A eso de las dos menos cuarto, justo antes de finalizar el turno, sucedió algo. Se aproximaba a su caja un rostro vagamente familiar. Él no reparó en ella, lo que no le molestó en absoluto, porque estaba acostumbrada, casi ningún cliente lo hace. Se limitó a ir sacando sus productos de la cesta y a ir colocándolos sin orden ni concierto sobre la cinta transportadora. Champú de marca, patatas fritas, champán francés, helado, sandía, guantes…

Finalmente posó su vista sobre ella para averiguar cuánto era el importe, pero fue un vistazo fugaz, en menos de un segundo ya estaba de nuevo centrado en su compra, en meter todo lo más ordenadamente posible, ahora sí, en sus bolsas. Ella lo observaba impasible. Parecía que estuviera jugando al Tetris.

Entonces esbozó una sonrisa, más bien para sí misma, y lo vio alejarse sin un simple ‘hasta luego’; tal como vino se fue.

El turno terminó en seguida y ella se dirigió al parking, donde le esperaba su pequeño coche de segunda mano. Conduciendo camino de la salida lo vio a lo lejos. Se metía en su coche, de alta gama y matrícula reciente y reluciente, y arrancaba. Qué sonido tan fantástico el de aquel motor. No se lo pensó dos veces y decidió seguirle. Al volante hizo una llamada rápida a casa para avisar de que se retrasaría y se dejó llevar por carreteras desconocidas que llevaban a barrios ricos que ella no había pisado jamás. Se respiraba tanto silencio en sus calles que sintió un pequeño escalofrío. Parecía más bien una zona residencial fantasma. No, se dijo a sí misma, es que la gente con pasta es silenciosa.

Finalmente el coche al que seguía desde una distancia prudencial llegó a su destino. Un chalet unifamiliar cuya verja se abrió como si estuviera esperando su llegada. Engulló al coche de alta gama y se volvió a cerrar. Ella se quedó allí plantada, en una calle desierta, con un sol criminal y una temperatura exterior de 40 grados, pensando que tanto su automóvil, como su persona, estaban totalmente fuera de lugar. Arrancó, temblorosa, y regresó a su piso compartido.

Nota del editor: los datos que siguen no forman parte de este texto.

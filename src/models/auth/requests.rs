use serde::Deserialize;
use ts_rs::TS;

// 用户登录请求（来自HTTP请求）
#[derive(Debug, Deserialize, TS)]
#[serde(rename_all = "PascalCase")]
#[ts(export, export_to = "auth.ts")]
pub struct LoginRequest {
    /// 邮箱
    pub email: String,
    /// 密码
    pub password: String,
}
use actix_web::{HttpResponse, Result as ActixResult, web};

use super::not_found;
use crate::models::subjects::requests::{CreateSubjectRequest, UpdateSubjectRequest};
use crate::services::SubjectService;
use crate::utils::SafeIDI64;

// HTTP处理程序
pub async fn list_subjects(service: web::Data<SubjectService>) -> ActixResult<HttpResponse> {
    service.list_subjects().await
}

pub async fn create_subject(
    service: web::Data<SubjectService>,
    subject_data: web::Json<CreateSubjectRequest>,
) -> ActixResult<HttpResponse> {
    service.create_subject(subject_data.into_inner()).await
}

pub async fn get_subject(
    service: web::Data<SubjectService>,
    subject_id: SafeIDI64,
) -> ActixResult<HttpResponse> {
    service.get_subject(subject_id.0).await
}

pub async fn update_subject(
    service: web::Data<SubjectService>,
    subject_id: SafeIDI64,
    update_data: web::Json<UpdateSubjectRequest>,
) -> ActixResult<HttpResponse> {
    service
        .update_subject(subject_id.0, update_data.into_inner())
        .await
}

pub async fn delete_subject(
    service: web::Data<SubjectService>,
    subject_id: SafeIDI64,
) -> ActixResult<HttpResponse> {
    service.delete_subject(subject_id.0).await
}

// 配置路由
pub fn configure_subject_routes(cfg: &mut web::ServiceConfig) {
    cfg.service(
        web::resource("/subjects")
            .route(web::get().to(list_subjects))
            .route(web::post().to(create_subject))
            .default_service(web::to(not_found)),
    )
    .service(
        web::resource("/subjects/{id}")
            .route(web::get().to(get_subject))
            .route(web::put().to(update_subject))
            .route(web::delete().to(delete_subject))
            .default_service(web::to(not_found)),
    );
}
use super::{SeaOrmStorage, SoftDelete, soft_delete, update_active};
use crate::entity::teachers::{ActiveModel, Column, Entity as Teachers, Model};
use crate::errors::{RegistryError, Result};
use crate::models::teachers::{
    entities::Teacher,
    requests::{CreateTeacherRequest, UpdateTeacherRequest},
};
use sea_orm::{
    ActiveModelTrait, ColumnTrait, Condition, EntityTrait, QueryFilter, QueryOrder, Set,
    sea_query::Expr,
};

impl SeaOrmStorage {
    /// 列出未删除的教师，按 ID 升序
    pub async fn list_teachers_impl(&self) -> Result<Vec<Teacher>> {
        let result = Teachers::find_active()
            .order_by_asc(Column::Id)
            .all(&self.db)
            .await
            .map_err(|e| RegistryError::database_operation(format!("查询教师列表失败: {e}")))?;

        Ok(result.into_iter().map(|m| m.into_teacher()).collect())
    }

    /// 创建教师
    pub async fn create_teacher_impl(&self, req: CreateTeacherRequest) -> Result<Teacher> {
        let now = chrono::Utc::now().timestamp();

        let model = ActiveModel {
            first_name: Set(req.first_name),
            last_name: Set(req.last_name),
            age: Set(req.age),
            department: Set(req.department),
            created_at: Set(now),
            updated_at: Set(now),
            deleted_at: Set(None),
            ..Default::default()
        };

        let result = model
            .insert(&self.db)
            .await
            .map_err(|e| RegistryError::database_operation(format!("创建教师失败: {e}")))?;

        Ok(result.into_teacher())
    }

    async fn find_active_teacher(&self, id: i64) -> Result<Option<Model>> {
        Teachers::find_active()
            .filter(Column::Id.eq(id))
            .one(&self.db)
            .await
            .map_err(|e| RegistryError::database_operation(format!("查询教师失败: {e}")))
    }

    /// 通过 ID 获取教师
    pub async fn get_teacher_by_id_impl(&self, id: i64) -> Result<Option<Teacher>> {
        Ok(self.find_active_teacher(id).await?.map(|m| m.into_teacher()))
    }

    /// 更新教师，只覆盖请求中提供的字段
    pub async fn update_teacher_impl(
        &self,
        id: i64,
        update: UpdateTeacherRequest,
    ) -> Result<Option<Teacher>> {
        let mut query = Teachers::update_many();

        if let Some(first_name) = update.first_name {
            query = query.col_expr(Column::FirstName, Expr::value(first_name));
        }

        if let Some(last_name) = update.last_name {
            query = query.col_expr(Column::LastName, Expr::value(last_name));
        }

        if let Some(age) = update.age {
            query = query.col_expr(Column::Age, Expr::value(age));
        }

        if let Some(department) = update.department {
            query = query.col_expr(Column::Department, Expr::value(department));
        }

        let updated = update_active::<Teachers, _>(
            &self.db,
            query,
            Condition::all().add(Column::Id.eq(id)),
        )
        .await
        .map_err(|e| RegistryError::database_operation(format!("更新教师失败: {e}")))?;

        if !updated {
            return Ok(None);
        }

        self.get_teacher_by_id_impl(id).await
    }

    /// 软删除教师
    pub async fn delete_teacher_impl(&self, id: i64) -> Result<bool> {
        soft_delete::<Teachers, _>(&self.db, Condition::all().add(Column::Id.eq(id)))
            .await
            .map_err(|e| RegistryError::database_operation(format!("删除教师失败: {e}")))
    }
}

#[cfg(test)]
mod tests {
    use super::*;

    fn teacher(first_name: &str) -> CreateTeacherRequest {
        CreateTeacherRequest {
            first_name: first_name.to_string(),
            last_name: "Somchai".to_string(),
            age: 41,
            department: "Math".to_string(),
        }
    }

    #[tokio::test]
    async fn test_teacher_crud_cycle() {
        let storage = SeaOrmStorage::in_memory().await;

        let created = storage.create_teacher_impl(teacher("Niran")).await.unwrap();
        let fetched = storage
            .get_teacher_by_id_impl(created.meta.id)
            .await
            .unwrap()
            .unwrap();
        assert_eq!(fetched, created);
        assert_eq!(fetched.department, "Math");

        let updated = storage
            .update_teacher_impl(
                created.meta.id,
                UpdateTeacherRequest {
                    department: Some("Physics".to_string()),
                    ..Default::default()
                },
            )
            .await
            .unwrap()
            .unwrap();
        assert_eq!(updated.department, "Physics");
        assert_eq!(updated.age, 41);

        assert!(storage.delete_teacher_impl(created.meta.id).await.unwrap());
        assert!(
            storage
                .get_teacher_by_id_impl(created.meta.id)
                .await
                .unwrap()
                .is_none()
        );
    }

    #[tokio::test]
    async fn test_list_skips_deleted_teachers() {
        let storage = SeaOrmStorage::in_memory().await;
        let a = storage.create_teacher_impl(teacher("Niran")).await.unwrap();
        let b = storage.create_teacher_impl(teacher("Malee")).await.unwrap();
        storage.delete_teacher_impl(a.meta.id).await.unwrap();

        let list = storage.list_teachers_impl().await.unwrap();
        assert_eq!(list.len(), 1);
        assert_eq!(list[0].meta.id, b.meta.id);
    }
}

Sin embargo, algo hacía que cada día, al terminar su turno, condujera hasta aquella casa lujosa y se quedara unos minutos contemplando su exterior. Así averiguó que junto a él vivía una mujer y al menos dos hijos. Los vio entrar y salir varias veces, siempre motorizados, nunca caminando. También tenían varias personas contratadas a su servicio. Un jardinero con su mono de trabajo, cuya segadora escuchaba los martes, y un par de mujeres que probablemente se ocuparían de la limpieza o la cocina de la casa.

También tenían una piscina, pero solo se oía la depuradora, los niños no eran ruidosos, se bañaban en silencio, algún que otro chapoteo como mucho, pero nada de tirarse en bomba o cosas así. Lo que hubiera dado ella por bañarse en aquella piscina.

Una tarde, después de asegurarse de que la casa estaba vacía, decidió entrar. No llegó a hacerlo, pues se asustó de su propia decisión, estaba a punto de cometer un delito. Y entonces se dio cuenta de que sí, ella podría haber sido la mujer que vivía allí con él, la madre de esos niños, la propietaria de todo cuanto veía. Hace años, cuando estaban juntos, todo hacía presagiar que así sería y tanto ellos, como sus familias y amigos, daban por hecho que su amor duraría para siempre. Sin embargo, ahora, él no había sido capaz ni de reconocerla. Y ella no volvió a visitar aquel lugar.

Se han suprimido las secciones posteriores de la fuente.